She reached for the door panel, desperate to be away from him, to be back in the cold, logical embrace of her lab.
BEEP. BEEP. BEEP.
The room washed in a sudden, pulsing crimson light.
Paine froze. Her heart rate didn't spike, it steadied. This was familiar. This was procedure.
She tapped her wrist-console. A holographic grid projected into the air, cutting through the red haze.
Sector 4. Sub-Level Maintenance. The VIP Tunnel.
Grainy night-vision footage flickered to life.
Five figures moving through the shadows. Covered in muck. Moving fast.
She squinted. The tactical gear. The girl with the camera. The boy with the glowing gloves.
The escapees.
The ones from the Pen. The ones who had caused a riot at the auction. They were here. In her house.
“Intruders,” she whispered, the word a curse. “Unauthorized biocodes detected.”
Her fingers flew across the console. This was it. The excuse she needed to vent the fury building in her veins.
“Summoning Enforcer Squad Alpha,” she announced, her thumb hovering over the execution command. “Seal the exits.”
“Wait.”
Romance stepped in front of the hologram, blocking her view.
“Don’t call the dogs yet. Look at them. They’re barely standing. Sewer rats in human clothes.”
“They are breaching the Holy Sanctum. Defiling the clinic where a God performs miracles.” Paine snarled, dodging around him to reach the icon. “Protocol demands—”
He grabbed her wrist.
The contact was electric. A fiery jolt shot through her core, ringing her like a bell.
“Look at me, Paine,” he breathed.
His eyes flared with a hypnotic, neon-pink light. The air suddenly smelled of yearning and first kisses. She felt the warmth brush her skin, syrupy and false, and she did not yield.
“You don’t want to call the guards. You want to let them pass. You’re so tired of fighting. Just... let it go.”
She felt the enchantment wash over her like a warm bath. It tugged at her thumping heart, whispered to her exhausted muscles that it was okay to rest, okay to fail, okay to just... stop.
It was a powerful spell. Against a human, it would have been absolute.
For one treacherous heartbeat, she wanted to let go.
But Paine was not just human. Not anymore.
For decades, she had taken her communion from the Master’s own vein. His blood, ancient and cursed, had rewritten her marrow. It burned like antiseptic fire in her veins, hardened her mind against the soft, sticky fingers of lower magics.
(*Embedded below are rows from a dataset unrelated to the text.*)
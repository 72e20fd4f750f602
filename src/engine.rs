use std::{
    io::Write,
    path::{Path, PathBuf},
    sync::{
        atomic::{AtomicU64, Ordering},
        Arc, Mutex, OnceLock, RwLock,
    },
    time::Duration,
};

use rustc_hash::FxHashMap;

use crate::{
    ast::Program,
    cancel::CancellationToken,
    config::Config,
    error::Error,
    events::EventProvider,
    interpreter::{context_definition, Interpreter, Module},
    parser,
    prepared::{self, PreparedCache},
    sync, tokenizer,
    value::{structs::StructDefinition, Value},
};

/// How long one settle round waits for event handlers before checking
/// for new tasks again.
const SETTLE_POLL: Duration = Duration::from_millis(50);

/// Shared state of every interpreter started from one host: config,
/// output sink, event bus, loaded modules, host packages and the
/// prepared-file cache.
pub struct Engine {
    config: Config,
    working_dir: PathBuf,
    output: Mutex<Box<dyn Write + Send>>,
    events: OnceLock<EventProvider>,
    modules: RwLock<FxHashMap<PathBuf, Arc<Module>>>,
    packages: RwLock<FxHashMap<String, Value>>,
    prepared: PreparedCache,
    next_id: AtomicU64,
    cancel: CancellationToken,
    context: Arc<StructDefinition>,
}

impl std::fmt::Debug for Engine {
    fn fmt(&self, f: &mut std::fmt::Formatter<'_>) -> std::fmt::Result {
        f.debug_struct("Engine")
            .field("working_dir", &self.working_dir)
            .field("modules", &sync::read(&self.modules).len())
            .finish_non_exhaustive()
    }
}

impl Engine {
    /// Engine rooted at the process working directory, printing to stdout.
    pub fn new(config: Config) -> Arc<Self> {
        let working_dir = std::env::current_dir().unwrap_or_else(|_| PathBuf::from("."));
        Self::with_options(config, working_dir, std::io::stdout())
    }

    pub fn with_options(
        config: Config,
        working_dir: impl Into<PathBuf>,
        output: impl Write + Send + 'static,
    ) -> Arc<Self> {
        let working_dir = working_dir.into();
        let working_dir = working_dir.canonicalize().unwrap_or(working_dir);
        let events = OnceLock::new();
        if config.runtime.events.enabled {
            let _ = events.set(EventProvider::new(config.runtime.events.options()));
        }
        tracing::debug!(dir = %working_dir.display(), "engine.new");
        Arc::new(Self {
            prepared: PreparedCache::new(&working_dir),
            config,
            working_dir,
            output: Mutex::new(Box::new(output)),
            events,
            modules: RwLock::new(FxHashMap::default()),
            packages: RwLock::new(FxHashMap::default()),
            next_id: AtomicU64::new(1),
            cancel: CancellationToken::new(),
            context: Arc::new(context_definition()),
        })
    }

    pub fn config(&self) -> &Config {
        &self.config
    }

    pub fn working_dir(&self) -> &Path {
        &self.working_dir
    }

    /// The event bus, started on first use unless the config enabled it
    /// up front.
    pub fn events(&self) -> &EventProvider {
        self.events
            .get_or_init(|| EventProvider::new(self.config.runtime.events.options()))
    }

    pub fn prepared(&self) -> &PreparedCache {
        &self.prepared
    }

    /// Makes `value` importable as `name`, e.g. `@server/request`.
    pub fn provide_package(&self, name: &str, value: Value) {
        sync::write(&self.packages).insert(name.to_string(), value);
    }

    pub fn package(&self, name: &str) -> Option<Value> {
        sync::read(&self.packages).get(name).cloned()
    }

    pub fn context_definition(&self) -> Arc<StructDefinition> {
        self.context.clone()
    }

    pub fn write_output(&self, text: &str) -> std::io::Result<()> {
        let mut output = sync::lock(&self.output);
        output.write_all(text.as_bytes())?;
        output.flush()
    }

    /// Lexes and parses under the configured deadline.
    pub fn parse(&self, source: &str, file: &str) -> Result<Program, Error> {
        let tokens = tokenizer::tokens(source, file)?;
        let cancel = CancellationToken::with_deadline(self.config.parse_deadline());
        Ok(parser::program(&tokens, &cancel)?)
    }

    /// Prepared program for `path`, parsing and caching on a miss.
    pub fn load_program(&self, path: &Path, source: &str) -> Result<Arc<Program>, Error> {
        if let Some(program) = self.prepared.load(path, source) {
            return Ok(program);
        }
        let program = Arc::new(self.parse(source, &path.display().to_string())?);
        self.prepared.insert(path, source, program.clone());
        Ok(program)
    }

    pub fn run_file(self: &Arc<Self>, path: &Path) -> Result<Option<Value>, Error> {
        self.run_file_with_globals(path, &[])
    }

    pub fn run_file_with_globals(
        self: &Arc<Self>,
        path: &Path,
        globals: &[(&str, Value)],
    ) -> Result<Option<Value>, Error> {
        let path = canonical(path)?;
        let source = read(&path)?;
        let program = self.load_program(&path, &source)?;
        let file = path.display().to_string();
        self.run_entry(&program, &file, Some(&path), globals, self.cancel.child())
    }

    /// Runs source that has no file of its own; imports resolve against
    /// the working directory.
    pub fn run_source(self: &Arc<Self>, source: &str, file: &str) -> Result<Option<Value>, Error> {
        self.run_source_with_globals(source, file, &[])
    }

    pub fn run_source_with_globals(
        self: &Arc<Self>,
        source: &str,
        file: &str,
        globals: &[(&str, Value)],
    ) -> Result<Option<Value>, Error> {
        let program = self.parse(source, file)?;
        self.run_entry(&program, file, None, globals, self.cancel.child())
    }

    /// Like [`Engine::run_source`], stopped by the caller's token instead
    /// of the engine's.
    pub fn run_source_with_cancel(
        self: &Arc<Self>,
        source: &str,
        file: &str,
        cancel: CancellationToken,
    ) -> Result<Option<Value>, Error> {
        let program = self.parse(source, file)?;
        self.run_entry(&program, file, None, &[], cancel)
    }

    fn run_entry(
        self: &Arc<Self>,
        program: &Program,
        file: &str,
        path: Option<&Path>,
        globals: &[(&str, Value)],
        cancel: CancellationToken,
    ) -> Result<Option<Value>, Error> {
        let module = self.module(file, path, cancel);
        if let Some(path) = path {
            sync::write(&self.modules).insert(path.to_path_buf(), module.clone());
        }
        let mut interpreter = self.interpreter(&module);
        for (name, value) in globals {
            interpreter.bind_host_object(name, value.clone());
        }

        let result = interpreter.run(program);
        match &result {
            Ok(_) => self.settle(&module),
            Err(err) => {
                tracing::debug!(id = module.id, error = %err, "engine.run.failed");
                module.detach();
                module.join_tasks();
            }
        }
        self.release(&module);
        Ok(result?)
    }

    /// Loads `path` once per engine. The module is registered before it
    /// runs so import cycles see the partially initialized globals.
    pub fn import_module(
        self: &Arc<Self>,
        path: &Path,
        parent: &CancellationToken,
    ) -> Result<Arc<Module>, Error> {
        if let Some(module) = self.loaded(path) {
            return Ok(module);
        }
        let source = read(path)?;
        let program = self.load_program(path, &source)?;

        let module = {
            let mut modules = sync::write(&self.modules);
            if let Some(module) = modules.get(path).filter(|m| !m.is_detached()) {
                return Ok(module.clone());
            }
            let module = self.module(&path.display().to_string(), Some(path), parent.child());
            modules.insert(path.to_path_buf(), module.clone());
            module
        };
        tracing::debug!(id = module.id, file = %module.file, "engine.import");

        if let Err(err) = self.interpreter(&module).run(&program) {
            module.detach();
            self.release(&module);
            return Err(err.into());
        }
        Ok(module)
    }

    /// Runs `path` in a fresh module that is not shared through the
    /// registry and returns its result.
    pub fn include_file(
        self: &Arc<Self>,
        path: &Path,
        parent: &CancellationToken,
    ) -> Result<(Arc<Module>, Option<Value>), Error> {
        let source = read(path)?;
        let program = self.load_program(path, &source)?;
        let module = self.module(&path.display().to_string(), Some(path), parent.child());
        tracing::debug!(id = module.id, file = %module.file, "engine.include");

        match self.interpreter(&module).run(&program) {
            Ok(value) => Ok((module, value)),
            Err(err) => {
                module.detach();
                Err(err.into())
            }
        }
    }

    /// Writes sidecars for every `.nubo` file below `dir`.
    pub fn prepare_dir(&self, dir: &Path) -> Result<Vec<PathBuf>, Error> {
        let dir = canonical(dir)?;
        let cache = PreparedCache::new(&dir);
        let files = prepared::source_files(&dir).map_err(|source| Error::Io {
            path: dir.clone(),
            source,
        })?;

        let mut written = Vec::with_capacity(files.len());
        for file in files {
            let source = read(&file)?;
            let program = self.parse(&source, &file.display().to_string())?;
            written.push(cache.store(&file, &source, &program)?);
        }
        tracing::info!(dir = %dir.display(), files = written.len(), "engine.prepare");
        Ok(written)
    }

    /// Cancels every running module and closes the event bus.
    pub fn shutdown(&self) {
        self.cancel.cancel();
        let modules: Vec<_> = sync::write(&self.modules).drain().map(|(_, m)| m).collect();
        for module in modules {
            module.detach();
        }
        if let Some(events) = self.events.get() {
            events.close();
        }
        tracing::debug!("engine.shutdown");
    }

    fn loaded(&self, path: &Path) -> Option<Arc<Module>> {
        sync::read(&self.modules)
            .get(path)
            .filter(|module| !module.is_detached())
            .cloned()
    }

    fn module(&self, file: &str, path: Option<&Path>, cancel: CancellationToken) -> Arc<Module> {
        let id = self.next_id.fetch_add(1, Ordering::Relaxed);
        let dir = path
            .and_then(Path::parent)
            .map(Path::to_path_buf)
            .unwrap_or_else(|| self.working_dir.clone());
        Arc::new(Module::new(
            id,
            Arc::from(file),
            dir,
            path.map(Path::to_path_buf),
            cancel,
        ))
    }

    fn interpreter(self: &Arc<Self>, module: &Arc<Module>) -> Interpreter {
        let interpreter = Interpreter::new(self.clone(), module.clone());
        interpreter.bind_module_globals(module.id == 1);
        interpreter
    }

    /// Waits until the module's tasks are done and no event handler is
    /// still running.
    fn settle(&self, module: &Module) {
        loop {
            module.join_tasks();
            let idle = self
                .events
                .get()
                .map_or(true, |events| events.wait_idle(SETTLE_POLL));
            if (idle && !module.has_tasks()) || module.cancel.is_cancelled() {
                return;
            }
        }
    }

    /// Detaches `module` and forgets every module that went with it.
    fn release(&self, module: &Module) {
        module.detach();
        sync::write(&self.modules).retain(|_, loaded| !loaded.is_detached());
    }
}

fn canonical(path: &Path) -> Result<PathBuf, Error> {
    path.canonicalize().map_err(|source| Error::Io {
        path: path.to_path_buf(),
        source,
    })
}

fn read(path: &Path) -> Result<String, Error> {
    std::fs::read_to_string(path).map_err(|source| Error::Io {
        path: path.to_path_buf(),
        source,
    })
}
She looked at Romance. She didn't feel love. She felt insulted.
She didn't swoon. She sneered.
And then, she backhanded him.
SMACK.
It was a beautiful sound. Wet. Heavy. Final.
Romance stumbled backward, crashing into the makeup chair. He looked at her with genuine shock, clutching his bleeding lip.
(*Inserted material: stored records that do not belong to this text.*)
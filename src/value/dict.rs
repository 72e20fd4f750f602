use std::sync::{Arc, RwLock, RwLockReadGuard, RwLockWriteGuard};

use rustc_hash::FxHashMap;

use super::{types::Type, Value};
use crate::sync;

/// Hashable projection of a primitive value.
#[derive(Debug, Clone, PartialEq, Eq, Hash)]
pub enum DictKey {
    Int(i64),
    /// Compared by bit pattern.
    Float(u64),
    Bool(bool),
    Byte(u8),
    Char(char),
    String(Arc<str>),
}

impl DictKey {
    pub fn from_value(value: &Value) -> Option<Self> {
        Some(match value {
            Value::Int(i) => DictKey::Int(*i),
            Value::Float(f) => DictKey::Float(f.to_bits()),
            Value::Bool(b) => DictKey::Bool(*b),
            Value::Byte(b) => DictKey::Byte(*b),
            Value::Char(c) => DictKey::Char(*c),
            Value::String(s) => DictKey::String(s.clone()),
            Value::Element(element) => DictKey::String(Arc::from(element.render())),
            _ => return None,
        })
    }

    pub fn to_value(&self) -> Value {
        match self {
            DictKey::Int(i) => Value::Int(*i),
            DictKey::Float(bits) => Value::Float(f64::from_bits(*bits)),
            DictKey::Bool(b) => Value::Bool(*b),
            DictKey::Byte(b) => Value::Byte(*b),
            DictKey::Char(c) => Value::Char(*c),
            DictKey::String(s) => Value::String(s.clone()),
        }
    }
}

/// Insertion ordered map.
#[derive(Debug, Default, Clone)]
pub struct OrderedMap {
    entries: Vec<(DictKey, Value)>,
    index: FxHashMap<DictKey, usize>,
}

impl OrderedMap {
    pub fn get(&self, key: &DictKey) -> Option<&Value> {
        self.index.get(key).map(|&i| &self.entries[i].1)
    }

    pub fn contains(&self, key: &DictKey) -> bool {
        self.index.contains_key(key)
    }

    /// Replaces in place when the key exists, so order is kept.
    pub fn insert(&mut self, key: DictKey, value: Value) -> Option<Value> {
        match self.index.get(&key) {
            Some(&i) => Some(std::mem::replace(&mut self.entries[i].1, value)),
            None => {
                self.index.insert(key.clone(), self.entries.len());
                self.entries.push((key, value));
                None
            }
        }
    }

    pub fn remove(&mut self, key: &DictKey) -> Option<Value> {
        let position = self.index.remove(key)?;
        let (_, value) = self.entries.remove(position);
        for (_, i) in self.index.iter_mut() {
            if *i > position {
                *i -= 1;
            }
        }
        Some(value)
    }

    pub fn len(&self) -> usize {
        self.entries.len()
    }

    pub fn is_empty(&self) -> bool {
        self.entries.is_empty()
    }

    pub fn iter(&self) -> impl Iterator<Item = (&DictKey, &Value)> {
        self.entries.iter().map(|(k, v)| (k, v))
    }

    pub fn keys(&self) -> impl Iterator<Item = &DictKey> {
        self.entries.iter().map(|(k, _)| k)
    }

    pub fn values(&self) -> impl Iterator<Item = &Value> {
        self.entries.iter().map(|(_, v)| v)
    }
}

#[derive(Debug)]
pub struct Dict {
    pub key_type: Type,
    pub value_type: Type,
    map: RwLock<OrderedMap>,
}

impl Dict {
    pub fn new(key_type: Type, value_type: Type, map: OrderedMap) -> Self {
        Self {
            key_type,
            value_type,
            map: RwLock::new(map),
        }
    }

    pub fn empty(key_type: Type, value_type: Type) -> Self {
        Self::new(key_type, value_type, OrderedMap::default())
    }

    pub fn read(&self) -> RwLockReadGuard<'_, OrderedMap> {
        sync::read(&self.map)
    }

    pub fn write(&self) -> RwLockWriteGuard<'_, OrderedMap> {
        sync::write(&self.map)
    }

    pub fn get(&self, key: &Value) -> Option<Value> {
        let key = DictKey::from_value(key)?;
        self.read().get(&key).cloned()
    }
}

#[cfg(test)]
mod test {
    use pretty_assertions::assert_eq;

    use super::*;

    fn key(s: &str) -> DictKey {
        DictKey::String(Arc::from(s))
    }

    #[test]
    fn test_insertion_order_survives_updates_and_removal() {
        let mut map = OrderedMap::default();
        map.insert(key("a"), Value::Int(1));
        map.insert(key("b"), Value::Int(2));
        map.insert(key("c"), Value::Int(3));
        map.insert(key("a"), Value::Int(10));
        map.remove(&key("b"));
        map.insert(key("d"), Value::Int(4));

        let keys: Vec<_> = map.keys().cloned().collect();
        assert_eq!(keys, vec![key("a"), key("c"), key("d")]);
        assert_eq!(map.get(&key("a")), Some(&Value::Int(10)));
        assert_eq!(map.get(&key("d")), Some(&Value::Int(4)));
    }

    #[test]
    fn test_float_keys_use_bits() {
        assert_eq!(
            DictKey::from_value(&Value::Float(1.5)),
            Some(DictKey::Float(1.5f64.to_bits()))
        );
        assert_eq!(DictKey::from_value(&Value::Nil), None);
    }
}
“Do not insult me with your parlor tricks, Idol,” she spat, stepping over him.
She felt the change in her eyes, the iris burning red, legacy of the Master’s blood rising to the surface.
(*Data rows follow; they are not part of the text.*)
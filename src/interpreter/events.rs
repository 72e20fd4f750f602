use std::sync::Arc;

use crate::{
    ast::{EventDecl, FunctionDecl, Publish, Subscribe},
    error::{ExecutionError, ExecutionErrorKind, WithSpan},
    events::{Event, Handler},
    span::Span,
    value::function::Closure,
};

use super::{ImportEntry, Interpreter};

impl Interpreter {
    /// `<interpreter id>_<name>`; `module.name` refers to an imported module's event.
    fn event_id(&self, name: &str, span: &Span) -> Result<String, ExecutionError> {
        let Some((alias, event)) = name.split_once('.') else {
            return Ok(format!("{}_{name}", self.module.id));
        };
        match self.module.import(alias) {
            Some(ImportEntry::Module(module)) => Ok(format!("{}_{event}", module.id)),
            _ => Err(ExecutionError::new(
                ExecutionErrorKind::Import(format!("'{alias}' is not an imported module")),
                span.clone(),
            )),
        }
    }

    pub(crate) fn declare_event(&mut self, decl: &EventDecl, span: &Span) -> Result<(), ExecutionError> {
        let id = self.event_id(&decl.name, span)?;
        let mut args = Vec::with_capacity(decl.args.len());
        for arg in &decl.args {
            args.push((arg.name.clone(), self.resolve_type(&arg.ty, span)?));
        }
        self.engine
            .events()
            .add_event(Event { id: id.clone(), args })
            .at(span)?;
        tracing::debug!(event = %id, "interpreter.event.declare");
        Ok(())
    }

    /// Registers the body as a handler; each delivery runs on a fresh
    /// frame of this module and logs its own failures.
    pub(crate) fn subscribe(&mut self, decl: &Subscribe, span: &Span) -> Result<(), ExecutionError> {
        let id = self.event_id(&decl.event, span)?;
        let handler_decl = FunctionDecl {
            name: Some(decl.event.clone()),
            args: decl.args.clone(),
            returns: None,
            body: decl.body.clone(),
            private: false,
            span: span.clone(),
        };
        let function = Arc::new(self.user_function(
            &handler_decl,
            Closure(self.scope.clone()),
            self.private_access,
            None,
        )?);

        let engine = self.engine.clone();
        let module = self.module.clone();
        let at = span.clone();
        let topic = id.clone();
        let handler: Handler = Arc::new(move |data| {
            if module.is_detached() {
                return;
            }
            let mut frame = super::Interpreter::new(engine.clone(), module.clone());
            if let Err(err) = frame.call_function(&function, data, &at) {
                tracing::error!(event = %topic, error = %err, span = %err.span, "interpreter.event.handler");
            }
        });

        let subscription = self.engine.events().subscribe(&id, handler).at(span)?;
        self.module.add_subscription(subscription);
        tracing::debug!(event = %id, "interpreter.event.subscribe");
        Ok(())
    }

    pub(crate) fn publish(&mut self, decl: &Publish, span: &Span) -> Result<(), ExecutionError> {
        let id = self.event_id(&decl.event, span)?;
        let args = self.arguments(&decl.args)?;
        self.engine.events().publish(&id, args).at(span)?;
        tracing::trace!(event = %id, "interpreter.event.publish");
        Ok(())
    }
}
“Did you think I was mere cattle? I have supped from the Master’s own vein. His blood runs in my marrow. Your little love spells have no purchase here.”
Romance touched his lip, checking for blood. “Well,” he wheezed, straightening his jacket with a wince. “That explains the bad attitude.”
Paine ignored him. She turned back to the screen, zooming in on the feed.
Minjo. The robotics girl. She was dismantling a security camera with a multitool. The movements were precise, practiced. Familiar.
Paine’s mind raced. How did they get past the outer sensors? How did they know the tunnel layout?
Romance.
She whirled on him, pressing a scalpel-sharp fingernail into the expensive fabric of his lapel.
“You’re running a ratline,” she accused, her voice a low growl. “The smuggler in the Zone. It was you.”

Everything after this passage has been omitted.